Choisir une espèce adaptée à l’art du bonsaï
Toutes les espèces d’arbres ou d’arbustes ne se prêtent pas à la miniaturisation. Certaines supportent mal les tailles répétées, d’autres ont un système racinaire trop important pour survivre dans le peu de terre qu’autorise la culture du bonsaï. Le feuillage a également son importance : les espèces à petites feuilles (ou aiguilles) comme le buis, l’if ou le charme sont plus adaptées à la formation d’un bonsaï harmonieux que celles à larges feuilles, telles que le platane, le marronnier ou le catalpa.
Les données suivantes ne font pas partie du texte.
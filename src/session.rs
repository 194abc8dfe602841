//! Thin wrapper around the `yamux` stream multiplexer, isolating the mux
//! library's exact API from the rest of C2 so the accept loop and the
//! keep-alive watchdog read as ordinary tokio code.
//!
//! `accept` races inbound-stream polling against the keep-alive watchdog
//! inside a single method, touching `self.connection` and (via
//! `probe_keepalive`) `self.control`/`self.ticker` as direct field
//! projections rather than through two separate `&mut self` method calls —
//! the latter would each borrow the whole `Session` and the borrow checker
//! has no way to see the two calls only touch disjoint fields.

use std::future::poll_fn;
use std::io;
use std::time::Duration;

use tokio::time::{interval, Interval};
use tokio_util::compat::{Compat, TokioAsyncReadCompatExt};
use tracing::warn;
use yamux::{Config, Connection, ConnectionError, Mode};

use crate::error::SessionError;

/// Keep-alive ping interval. Missed keep-alives tear the session down.
pub const KEEPALIVE_INTERVAL: Duration = Duration::from_secs(1);

/// A multiplexed session over one authenticated gateway connection. The
/// agent is always the multiplexer *server* side: it accepts streams the
/// gateway opens.
pub struct Session<T> {
    connection: Connection<Compat<T>>,
    control: yamux::Control,
    ticker: Interval,
}

impl<T> Session<T>
where
    T: tokio::io::AsyncRead + tokio::io::AsyncWrite + Unpin + Send + 'static,
{
    /// Wrap an authenticated transport in a server-mode yamux session.
    pub fn new(transport: T) -> Self {
        let mut connection = Connection::new(transport.compat(), Config::default(), Mode::Server);
        let control = connection.control();
        Self {
            connection,
            control,
            ticker: interval(KEEPALIVE_INTERVAL),
        }
    }

    /// Accept the next inbound stream, racing it against the keep-alive
    /// watchdog. Resolves to `Ok(None)` once the session is cleanly closed;
    /// any other error — including a missed keep-alive — is session-fatal
    /// and must trigger a supervisor reconnect.
    pub async fn accept(&mut self) -> Result<Option<yamux::Stream>, SessionError> {
        loop {
            tokio::select! {
                biased;
                _ = self.ticker.tick() => {
                    probe_keepalive(&mut self.control).await?;
                }
                next = poll_fn(|cx| self.connection.poll_next_inbound(cx)) => {
                    return next.transpose().map_err(SessionError::Accept);
                }
            }
        }
    }
}

/// Opens and immediately closes a zero-byte control stream as a keep-alive
/// probe. Either side opening and finishing a stream is answered at the
/// yamux layer regardless of which peer initiated the underlying
/// connection, so this stands in for a raw transport-level ping.
async fn probe_keepalive(control: &mut yamux::Control) -> Result<(), SessionError> {
    match tokio::time::timeout(KEEPALIVE_INTERVAL, control.open_stream()).await {
        Ok(Ok(mut probe)) => {
            use futures::AsyncWriteExt;
            let _ = probe.close().await;
            Ok(())
        }
        Ok(Err(ConnectionError::Closed)) => Err(SessionError::Accept(io::Error::new(
            io::ErrorKind::NotConnected,
            "session closed",
        ))),
        Ok(Err(e)) => {
            warn!(error = %e, "keep-alive probe failed");
            Err(SessionError::Accept(io::Error::new(
                io::ErrorKind::Other,
                e.to_string(),
            )))
        }
        Err(_) => {
            warn!("missed keep-alive within {:?}", KEEPALIVE_INTERVAL);
            Err(SessionError::Accept(io::Error::new(
                io::ErrorKind::TimedOut,
                "missed keep-alive",
            )))
        }
    }
}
La longueur des internoeuds est aussi à prendre en compte : plus les nœuds (zones où s'attachent les feuilles sur la tige) sont rapprochés sur le rameau, meilleur sera le résultat. Le hêtre, par exemple, produit davantage de feuilles et de ramifications dans un faible volume qu’un chêne, aux longues pousses porteuses de feuilles très espacées. Ceci étant dit, on peut créer des bonsaïs avec des espèces très variées : feuillus, conifères, arbres et arbustes à fleurs. Les arbres ne sont d’ailleurs pas les seuls à donner de beaux bonsaïs : les arbustes ne sont pas en reste, pourvu qu’ils aient naturellement un tronc bien dessiné.
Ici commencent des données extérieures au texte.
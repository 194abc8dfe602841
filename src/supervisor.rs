//! C3 — tunnel supervisor. Keeps one endpoint connected "as long as
//! wanted" with exponential backoff; stoppable via cancellation.

use std::sync::Arc;
use std::time::{Duration, Instant};

use tokio_util::sync::CancellationToken;
use tracing::{error, info, warn};

use crate::backoff::{ReconnectBackoff, MAX_BACKOFF};
use crate::config::AgentConfig;
use crate::{handshake, proxy};

/// One supervisor per endpoint, owned exclusively by the fleet reconciler.
pub struct TunnelSupervisor {
    endpoint: String,
    cancel: CancellationToken,
}

/// Handle the reconciler keeps for a running supervisor: the cancellation
/// token used by `close()`, and the task running `run_loop`.
pub struct SupervisorHandle {
    cancel: CancellationToken,
    task: tokio::task::JoinHandle<()>,
}

impl SupervisorHandle {
    pub fn spawn(endpoint: String, cfg: Arc<AgentConfig>, tls_config: Arc<rustls::ClientConfig>) -> Self {
        let cancel = CancellationToken::new();
        let supervisor = TunnelSupervisor {
            endpoint,
            cancel: cancel.clone(),
        };
        let task = tokio::spawn(async move { supervisor.run_loop(cfg, tls_config).await });
        Self { cancel, task }
    }

    /// Sets the cancellation flag and (via the supervisor's own select)
    /// unblocks any in-progress network call. Idempotent.
    pub fn close(&self) {
        self.cancel.cancel();
    }

    pub async fn join(self) {
        let _ = self.task.await;
    }
}

impl TunnelSupervisor {
    async fn run_loop(&self, cfg: Arc<AgentConfig>, tls_config: Arc<rustls::ClientConfig>) {
        let mut backoff = ReconnectBackoff::new();

        loop {
            if self.cancel.is_cancelled() {
                info!(endpoint = %self.endpoint, "supervisor cancelled, exiting");
                return;
            }

            let connect = handshake::connect(&self.endpoint, &cfg, tls_config.clone());
            let connection = tokio::select! {
                biased;
                _ = self.cancel.cancelled() => {
                    info!(endpoint = %self.endpoint, "cancelled during connect");
                    return;
                }
                result = connect => result,
            };

            let stream = match connection {
                Ok(stream) => stream,
                Err(e) => {
                    warn!(endpoint = %self.endpoint, error = %e, "handshake failed");
                    self.sleep_backoff(&mut backoff).await;
                    continue;
                }
            };

            let start = Instant::now();
            let result = proxy::serve(stream, self.cancel.clone()).await;
            let ran_for = start.elapsed();

            if ran_for >= MAX_BACKOFF {
                // The session was healthy long enough to count as a
                // successful attempt, even though it eventually ended.
                backoff.reset();
            }

            match result {
                Ok(()) => {
                    if self.cancel.is_cancelled() {
                        // Clean exit due to cancellation inside the
                        // proxy; loop back to step 1, which exits.
                        continue;
                    }
                    // Peer closed the session with no error: still worth
                    // a backoff sleep before reconnecting.
                    info!(endpoint = %self.endpoint, "session ended, reconnecting");
                    self.sleep_backoff(&mut backoff).await;
                }
                Err(e) => {
                    error!(endpoint = %self.endpoint, error = %e, "session failed");
                    self.sleep_backoff(&mut backoff).await;
                }
            }
        }
    }

    async fn sleep_backoff(&self, backoff: &mut ReconnectBackoff) {
        let dur = backoff.next();
        info!(endpoint = %self.endpoint, sleep_secs = dur.as_secs_f64(), "backing off before reconnect");
        tokio::select! {
            biased;
            _ = self.cancel.cancelled() => {}
            _ = tokio::time::sleep(dur) => {}
        }
    }
}

#[cfg(test)]
mod tests {
    use super::*;

    #[test]
    fn backoff_sequence_matches_spec() {
        let mut b = ReconnectBackoff::new();
        let observed: Vec<Duration> = (0..6).map(|_| b.next()).collect();
        assert_eq!(
            observed,
            vec![
                Duration::from_secs(5),
                Duration::from_secs(10),
                Duration::from_secs(20),
                Duration::from_secs(40),
                Duration::from_secs(60),
                Duration::from_secs(60),
            ]
        );
    }
}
Exemples d’espèces recommandées pour débuter
Pour les conifères, on privilégiera le pin sylvestre, le pin noir, le pin mugho, le pin blanc du Japon, l’if, l’épicéa, le genévrier ou le mélèze (conifère caduc !). Parmi les feuillus persistants, le buis, le houx, le cotoneaster et le pyrancantha offrent de belles possibilités. Enfin, pour les feuillus caducs, les options sont vastes : pommier, prunier, érable du Japon, érable champêtre, hêtre, orme, ginkgo biloba, micocoulier, glycine, forsythia, cognassier du Japon, jasmins et charme.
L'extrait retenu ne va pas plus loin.